Banja Luka ist die Hauptstadt der Republik Srpska, die rund 250.000 Einwohner gehören mehrheitlich der serbischen Volksgruppe an. Der „Serbischen Republik“ (das ist die Übersetzung von Srpska) steht die bosniakisch-kroatische Föderation gegenüber.

Das zerrissene Land

Bosnien-Herzegowina gilt auch 30 Jahre nach dem historischen Dayton-Abkommen, das einen dreijährigen brutalen Krieg mit mehr als 100.000 Toten beendete, als ein zerrissenes Land.  Für politisch wichtige Entscheidungen braucht es die Zustimmung der drei Hauptvolksgruppen – den (muslimischen) Bosniaken, den (katholischen) Kroaten und den (orthodoxen) Serben.

Während die UEFA-Mitgliedschaft weitestgehend reibungslos verläuft, schaut es auch zwei Jahre nach der Ernennung zum EU-Beitrittskandidaten mit einer Vollmitgliedschaft Bosniens schlecht aus. Mittlerweile mischt auch Russland mit:  Serbenpolitiker Milorad Dodik liebäugelt mit Unterstützung Moskaus mit der Abspaltung der Republika Srpska. Balkan-Experten warnen vor einer neuerlichen Kriegsgefahr in näherer Zukunft. 
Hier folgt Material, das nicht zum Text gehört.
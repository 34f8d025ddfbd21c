//! Typed change-channel adapter.
//!
//! # Responsibility
//! - Own the lifecycle of named push channels (open, reopen on key change, close).
//! - Decode raw transport events into typed payloads and demultiplex them into
//!   insert/update/delete callbacks plus a catch-all change callback.
//!
//! # Invariants
//! - At most one live transport subscription exists per channel id; opening a
//!   live id closes the previous handle first.
//! - Callbacks are looked up on every event, so swapping handlers never
//!   reopens the channel. Only a different `ChannelKey` does.
//! - Subscription failures are reported through the status callback and yield
//!   a degraded handle; they never panic or return an error to the caller.

use crate::realtime::transport::{
    ChangeEventType, ChangeStream, ChangeTransport, ChannelError, EventFilter, RawChangeEvent,
    SubscriptionSpec,
};
use log::{debug, info, warn};
use serde::de::DeserializeOwned;
use serde::Deserialize;
use serde_json::Value;
use std::collections::HashMap;
use std::sync::atomic::{AtomicU64, Ordering};
use std::sync::{Arc, Mutex, MutexGuard, PoisonError, RwLock};
use tokio::task::JoinHandle;
use uuid::Uuid;

/// Key columns of the old row image.
#[derive(Debug, Clone, Copy, PartialEq, Eq, Deserialize)]
pub struct RowKey {
    pub id: Uuid,
}

/// Typed view of one change event.
#[derive(Debug, Clone, PartialEq)]
pub struct ChangePayload<T> {
    pub event_type: ChangeEventType,
    /// Decoded new row; `None` for deletes or undecodable rows.
    pub new: Option<T>,
    pub old: Option<RowKey>,
}

pub type ChangeCallback<T> = Arc<dyn Fn(&ChangePayload<T>) + Send + Sync>;

/// Callback set attached to one channel.
pub struct ChangeHandlers<T> {
    pub on_insert: Option<ChangeCallback<T>>,
    pub on_update: Option<ChangeCallback<T>>,
    pub on_delete: Option<ChangeCallback<T>>,
    /// Invoked for every delivered event, after the typed callback.
    pub on_change: Option<ChangeCallback<T>>,
}

impl<T> Default for ChangeHandlers<T> {
    fn default() -> Self {
        Self {
            on_insert: None,
            on_update: None,
            on_delete: None,
            on_change: None,
        }
    }
}

impl<T> ChangeHandlers<T> {
    pub fn new() -> Self {
        Self::default()
    }

    pub fn with_insert(
        mut self,
        callback: impl Fn(&ChangePayload<T>) + Send + Sync + 'static,
    ) -> Self {
        self.on_insert = Some(Arc::new(callback));
        self
    }

    pub fn with_update(
        mut self,
        callback: impl Fn(&ChangePayload<T>) + Send + Sync + 'static,
    ) -> Self {
        self.on_update = Some(Arc::new(callback));
        self
    }

    pub fn with_delete(
        mut self,
        callback: impl Fn(&ChangePayload<T>) + Send + Sync + 'static,
    ) -> Self {
        self.on_delete = Some(Arc::new(callback));
        self
    }

    pub fn with_change(
        mut self,
        callback: impl Fn(&ChangePayload<T>) + Send + Sync + 'static,
    ) -> Self {
        self.on_change = Some(Arc::new(callback));
        self
    }

    fn typed(&self, event_type: ChangeEventType) -> Option<&ChangeCallback<T>> {
        match event_type {
            ChangeEventType::Insert => self.on_insert.as_ref(),
            ChangeEventType::Update => self.on_update.as_ref(),
            ChangeEventType::Delete => self.on_delete.as_ref(),
        }
    }
}

/// Subscription lifecycle states reported to the status callback.
#[derive(Debug, Clone, PartialEq, Eq)]
pub enum ChannelStatus {
    Connecting,
    Subscribed,
    Closed,
    Failed(ChannelError),
}

impl ChannelStatus {
    pub fn as_str(&self) -> &'static str {
        match self {
            Self::Connecting => "connecting",
            Self::Subscribed => "subscribed",
            Self::Closed => "closed",
            Self::Failed(_) => "failed",
        }
    }
}

pub type StatusCallback = Arc<dyn Fn(&str, &ChannelStatus) + Send + Sync>;

/// Parameters whose change forces a channel to be reopened.
#[derive(Debug, Clone, PartialEq, Eq, Hash)]
pub struct ChannelKey {
    pub namespace: String,
    pub resource: String,
    pub filter: EventFilter,
}

impl ChannelKey {
    /// Stable transport id: namespace plus resource name.
    pub fn channel_id(&self) -> String {
        format!("{}:{}", self.namespace, self.resource)
    }
}

type SharedHandlers<T> = Arc<RwLock<Arc<ChangeHandlers<T>>>>;

/// Caller-owned reference to one opened channel.
pub struct ChannelHandle<T> {
    key: ChannelKey,
    channel_id: String,
    generation: u64,
    subscribed: bool,
    handlers: SharedHandlers<T>,
}

impl<T> ChannelHandle<T> {
    pub fn key(&self) -> &ChannelKey {
        &self.key
    }

    pub fn channel_id(&self) -> &str {
        &self.channel_id
    }

    /// `false` when the subscription failed and the handle is degraded.
    pub fn is_subscribed(&self) -> bool {
        self.subscribed
    }

    /// Replaces the callbacks without touching the transport subscription.
    pub fn set_handlers(&self, handlers: ChangeHandlers<T>) {
        let mut slot = self
            .handlers
            .write()
            .unwrap_or_else(PoisonError::into_inner);
        *slot = Arc::new(handlers);
    }
}

struct LiveChannel {
    generation: u64,
    task: JoinHandle<()>,
}

/// Opens and closes typed channels over one transport.
pub struct ChangeChannelAdapter {
    transport: Arc<dyn ChangeTransport>,
    namespace: String,
    schema: String,
    live: Mutex<HashMap<String, LiveChannel>>,
    next_generation: AtomicU64,
    status_callback: Option<StatusCallback>,
}

impl ChangeChannelAdapter {
    pub fn new(
        transport: Arc<dyn ChangeTransport>,
        namespace: impl Into<String>,
        schema: impl Into<String>,
    ) -> Self {
        Self {
            transport,
            namespace: namespace.into(),
            schema: schema.into(),
            live: Mutex::new(HashMap::new()),
            next_generation: AtomicU64::new(1),
            status_callback: None,
        }
    }

    /// Registers an observer for status transitions of every channel.
    pub fn with_status_callback(
        mut self,
        callback: impl Fn(&str, &ChannelStatus) + Send + Sync + 'static,
    ) -> Self {
        self.status_callback = Some(Arc::new(callback));
        self
    }

    /// Number of channels with a live transport subscription.
    pub fn live_count(&self) -> usize {
        self.lock_live().len()
    }

    /// Opens a channel on `resource` (the table name) with `filter`.
    ///
    /// Must be called inside a tokio runtime; event dispatch runs on a spawned
    /// task. A live channel with the same id is closed first.
    pub fn open<T>(
        &self,
        resource: &str,
        filter: EventFilter,
        handlers: ChangeHandlers<T>,
    ) -> ChannelHandle<T>
    where
        T: DeserializeOwned + Send + 'static,
    {
        let key = ChannelKey {
            namespace: self.namespace.clone(),
            resource: resource.to_string(),
            filter,
        };
        let channel_id = key.channel_id();
        let generation = self.next_generation.fetch_add(1, Ordering::Relaxed);
        let shared: SharedHandlers<T> = Arc::new(RwLock::new(Arc::new(handlers)));

        if let Some(previous) = self.lock_live().remove(&channel_id) {
            self.teardown(&channel_id, previous);
        }

        self.report(&channel_id, &ChannelStatus::Connecting);
        let spec = SubscriptionSpec {
            event: filter,
            schema: self.schema.clone(),
            table: resource.to_string(),
        };
        let stream = match self.transport.subscribe(&channel_id, &spec) {
            Ok(stream) => stream,
            Err(err) => {
                self.report(&channel_id, &ChannelStatus::Failed(err));
                return ChannelHandle {
                    key,
                    channel_id,
                    generation,
                    subscribed: false,
                    handlers: shared,
                };
            }
        };

        let task = tokio::spawn(run_dispatch(
            stream,
            channel_id.clone(),
            filter,
            Arc::clone(&shared),
            self.status_callback.clone(),
        ));
        self.lock_live()
            .insert(channel_id.clone(), LiveChannel { generation, task });
        self.report(&channel_id, &ChannelStatus::Subscribed);

        ChannelHandle {
            key,
            channel_id,
            generation,
            subscribed: true,
            handlers: shared,
        }
    }

    /// Keeps `handle` when `resource`/`filter` still match it (only swapping
    /// handlers); otherwise closes it and opens a fresh channel.
    pub fn reopen<T>(
        &self,
        handle: ChannelHandle<T>,
        resource: &str,
        filter: EventFilter,
        handlers: ChangeHandlers<T>,
    ) -> ChannelHandle<T>
    where
        T: DeserializeOwned + Send + 'static,
    {
        let unchanged = handle.subscribed
            && handle.key.namespace == self.namespace
            && handle.key.resource == resource
            && handle.key.filter == filter;
        if unchanged {
            handle.set_handlers(handlers);
            return handle;
        }
        self.close(&handle);
        self.open(resource, filter, handlers)
    }

    /// Closes the channel behind `handle`. Closing twice, or closing a handle
    /// superseded by a newer open of the same id, is a no-op.
    pub fn close<T>(&self, handle: &ChannelHandle<T>) {
        let removed = {
            let mut live = self.lock_live();
            match live.get(&handle.channel_id) {
                Some(entry) if entry.generation == handle.generation => {
                    live.remove(&handle.channel_id)
                }
                _ => None,
            }
        };
        if let Some(entry) = removed {
            self.teardown(&handle.channel_id, entry);
        }
    }

    fn teardown(&self, channel_id: &str, entry: LiveChannel) {
        entry.task.abort();
        self.transport.unsubscribe(channel_id);
        self.report(channel_id, &ChannelStatus::Closed);
    }

    fn report(&self, channel_id: &str, status: &ChannelStatus) {
        log_status(channel_id, status);
        if let Some(callback) = &self.status_callback {
            callback(channel_id, status);
        }
    }

    fn lock_live(&self) -> MutexGuard<'_, HashMap<String, LiveChannel>> {
        self.live.lock().unwrap_or_else(PoisonError::into_inner)
    }
}

impl Drop for ChangeChannelAdapter {
    fn drop(&mut self) {
        let live = std::mem::take(&mut *self.lock_live());
        for (channel_id, entry) in live {
            entry.task.abort();
            self.transport.unsubscribe(&channel_id);
        }
    }
}

async fn run_dispatch<T>(
    mut stream: ChangeStream,
    channel_id: String,
    filter: EventFilter,
    handlers: SharedHandlers<T>,
    status_callback: Option<StatusCallback>,
) where
    T: DeserializeOwned,
{
    while let Some(raw) = stream.recv().await {
        dispatch(&channel_id, filter, &handlers, raw);
    }
    // Sender side went away without an explicit close.
    let status = ChannelStatus::Closed;
    log_status(&channel_id, &status);
    if let Some(callback) = status_callback {
        callback(&channel_id, &status);
    }
}

fn dispatch<T>(
    channel_id: &str,
    filter: EventFilter,
    handlers: &SharedHandlers<T>,
    raw: RawChangeEvent,
) where
    T: DeserializeOwned,
{
    let current = Arc::clone(&handlers.read().unwrap_or_else(PoisonError::into_inner));
    let payload = decode_payload::<T>(channel_id, raw);
    debug!(
        "event=channel_event module=realtime status=ok channel_id={} event_type={} decoded={}",
        channel_id,
        payload.event_type.as_str(),
        payload.new.is_some()
    );

    if filter.matches(payload.event_type) {
        if let Some(callback) = current.typed(payload.event_type) {
            callback(&payload);
        }
    }
    if let Some(callback) = &current.on_change {
        callback(&payload);
    }
}

fn decode_payload<T>(channel_id: &str, raw: RawChangeEvent) -> ChangePayload<T>
where
    T: DeserializeOwned,
{
    let new = if is_empty_image(&raw.new) {
        None
    } else {
        match serde_json::from_value::<T>(raw.new) {
            Ok(row) => Some(row),
            Err(err) => {
                warn!(
                    "event=channel_decode module=realtime status=error channel_id={} event_type={} error_code=new_row_invalid error={}",
                    channel_id,
                    raw.event_type.as_str(),
                    err
                );
                None
            }
        }
    };
    let old = if is_empty_image(&raw.old) {
        None
    } else {
        serde_json::from_value::<RowKey>(raw.old).ok()
    };

    ChangePayload {
        event_type: raw.event_type,
        new,
        old,
    }
}

fn is_empty_image(value: &Value) -> bool {
    match value {
        Value::Null => true,
        Value::Object(map) => map.is_empty(),
        _ => false,
    }
}

fn log_status(channel_id: &str, status: &ChannelStatus) {
    match status {
        ChannelStatus::Failed(err) => warn!(
            "event=channel_status module=realtime status=failed channel_id={} error={}",
            channel_id, err
        ),
        other => info!(
            "event=channel_status module=realtime status={} channel_id={}",
            other.as_str(),
            channel_id
        ),
    }
}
Die Lage bleibt heikel. Am  Mittwoch wurde Srpska-Präsident Dodik vom gesamtstaatlichen Bundesgericht wegen „Missachtung von Beschlüssen des Hohen Repräsentanten“ zu einem Jahr Haft und einem sechsjährigen Ämterverbot verurteilt.

Rapid in Banja Luka: Warum das Achtelfinale nicht nur sportlich brisant ist

Warnungen vom österreichischen Außenministerium an Rapid oder die begleitenden Fans bezüglich der Reise sind bislang aber nicht eingegangen.
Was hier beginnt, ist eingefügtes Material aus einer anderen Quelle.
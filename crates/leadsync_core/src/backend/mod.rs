//! Backend access contracts for lead reads.
//!
//! # Responsibility
//! - Define the three read operations the fetch pipeline depends on.
//! - Classify failures into access vs transport errors so the pipeline can
//!   decide between falling back and failing.
//!
//! # Invariants
//! - Reads return raw JSON rows; typing happens in the pipeline.
//! - The privileged procedure returns an empty vector, never a null body,
//!   when the caller can see no rows.

use crate::db::DbError;
use crate::model::caller::OwnerScope;
use crate::model::lead::DetailId;
use async_trait::async_trait;
use serde_json::Value;
use std::error::Error;
use std::fmt::{Display, Formatter};
use uuid::Uuid;

pub mod sqlite;

pub use sqlite::SqliteLeadBackend;

/// Raw row as returned by the backend wire format.
pub type RawRow = Value;

pub type BackendResult<T> = Result<T, BackendError>;

/// Failure of one backend call.
#[derive(Debug, Clone, PartialEq, Eq)]
pub enum BackendError {
    /// Caller is not (yet) allowed to use this access path.
    Access(String),
    /// Network, database or protocol failure.
    Transport(String),
    /// Response body could not be read as rows.
    InvalidRow(String),
}

impl BackendError {
    /// Stable code used in log lines.
    pub fn code(&self) -> &'static str {
        match self {
            Self::Access(_) => "access_denied",
            Self::Transport(_) => "transport_failed",
            Self::InvalidRow(_) => "invalid_row",
        }
    }
}

impl Display for BackendError {
    fn fmt(&self, f: &mut Formatter<'_>) -> std::fmt::Result {
        match self {
            Self::Access(message) => write!(f, "access denied: {message}"),
            Self::Transport(message) => write!(f, "backend unavailable: {message}"),
            Self::InvalidRow(message) => write!(f, "invalid backend row: {message}"),
        }
    }
}

impl Error for BackendError {}

impl From<DbError> for BackendError {
    fn from(value: DbError) -> Self {
        Self::Transport(value.to_string())
    }
}

impl From<rusqlite::Error> for BackendError {
    fn from(value: rusqlite::Error) -> Self {
        Self::Transport(value.to_string())
    }
}

/// Read operations over the lead and detail collections.
#[async_trait]
pub trait LeadBackend: Send + Sync {
    /// Privileged procedure: every lead row the caller may see through
    /// ownership or role grants. Order is unspecified.
    async fn accessible_leads(&self, caller: &OwnerScope) -> BackendResult<Vec<RawRow>>;

    /// Direct read of the lead table, newest first.
    ///
    /// `owner_filter = None` reads unfiltered.
    async fn select_leads(&self, owner_filter: Option<Uuid>) -> BackendResult<Vec<RawRow>>;

    /// Batched read of detail rows whose id is in `ids`.
    async fn select_details(&self, ids: &[DetailId]) -> BackendResult<Vec<RawRow>>;
}

#[async_trait]
impl<B: LeadBackend + ?Sized> LeadBackend for std::sync::Arc<B> {
    async fn accessible_leads(&self, caller: &OwnerScope) -> BackendResult<Vec<RawRow>> {
        (**self).accessible_leads(caller).await
    }

    async fn select_leads(&self, owner_filter: Option<Uuid>) -> BackendResult<Vec<RawRow>> {
        (**self).select_leads(owner_filter).await
    }

    async fn select_details(&self, ids: &[DetailId]) -> BackendResult<Vec<RawRow>> {
        (**self).select_details(ids).await
    }
}
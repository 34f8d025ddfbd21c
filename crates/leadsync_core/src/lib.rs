//! Real-time lead synchronization core.
//! Keeps a client-side lead list consistent with the backend through
//! access-aware fetches and push-based change events.

pub mod backend;
pub mod binder;
pub mod config;
pub mod db;
pub mod logging;
pub mod model;
pub mod pipeline;
pub mod realtime;
pub mod store;

pub use backend::{BackendError, BackendResult, LeadBackend, RawRow, SqliteLeadBackend};
pub use binder::{Binding, SubscriptionBinder};
pub use config::{ConfigError, SyncConfig};
pub use logging::{default_log_level, init_logging, init_stderr_logging, logging_status};
pub use model::caller::{CallerRole, OwnerScope};
pub use model::lead::{DetailId, DetailPatch, Lead, LeadDetail, LeadId, LeadRecord};
pub use pipeline::{FetchError, FetchPipeline, FetchStage};
pub use realtime::{
    ChangeChannelAdapter, ChangeEventType, ChangeHandlers, ChangeTransport, ChannelError,
    ChannelStatus, EventFilter, LocalChangeHub, RawChangeEvent,
};
pub use store::{ErrorNotifier, FetchMode, FetchOutcome, LeadStore, LeadsView, LogNotifier};

/// Returns the core crate version.
pub fn core_version() -> &'static str {
    env!("CARGO_PKG_VERSION")
}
Rapid in Banja Luka: Warum das Achtelfinale nicht nur sportlich brisant ist

Auch Kapitän Srdjan Grahovac, der gleich zwei Mal zu Rapid wechselte, beruhigt im KURIER-Gespräch: „Das ist Politik und sehr komplex, hat aber nichts mit Fußball zu tun. Ihr alle könnt die schöne Stadt und das Spiel ohne Sorge genießen.“ 

Allzu lange wollen sich die Hütteldorfer nicht in Bosnien aufhalten: Noch in der Nacht nach dem Spiel erfolgt der Rückflug nach Wien.

Als Krankl, Starek und Dokupil scheiterten

Gespielt hat Rapid schon einmal in Bosnien. Damals gehörte Mostar allerdings noch zu Jugoslawien – und sorgte für eine Überraschung: Velez gewann das UEFA-Cup-Heimspiel in der 2. Runde mit 1:0, obwohl bei Rapid die Legenden Krankl, Starek und Dokupil im Aufgebot standen.

Im Rückspiel auf der Pfarrwiese (übrigens vor nur 4.700 Zuschauern) im November 1974 folgte mit einem 1:1 sogar das Europacup-Aus von Rapid.

Das wäre 50 Jahre später eine ähnlich große Enttäuschung.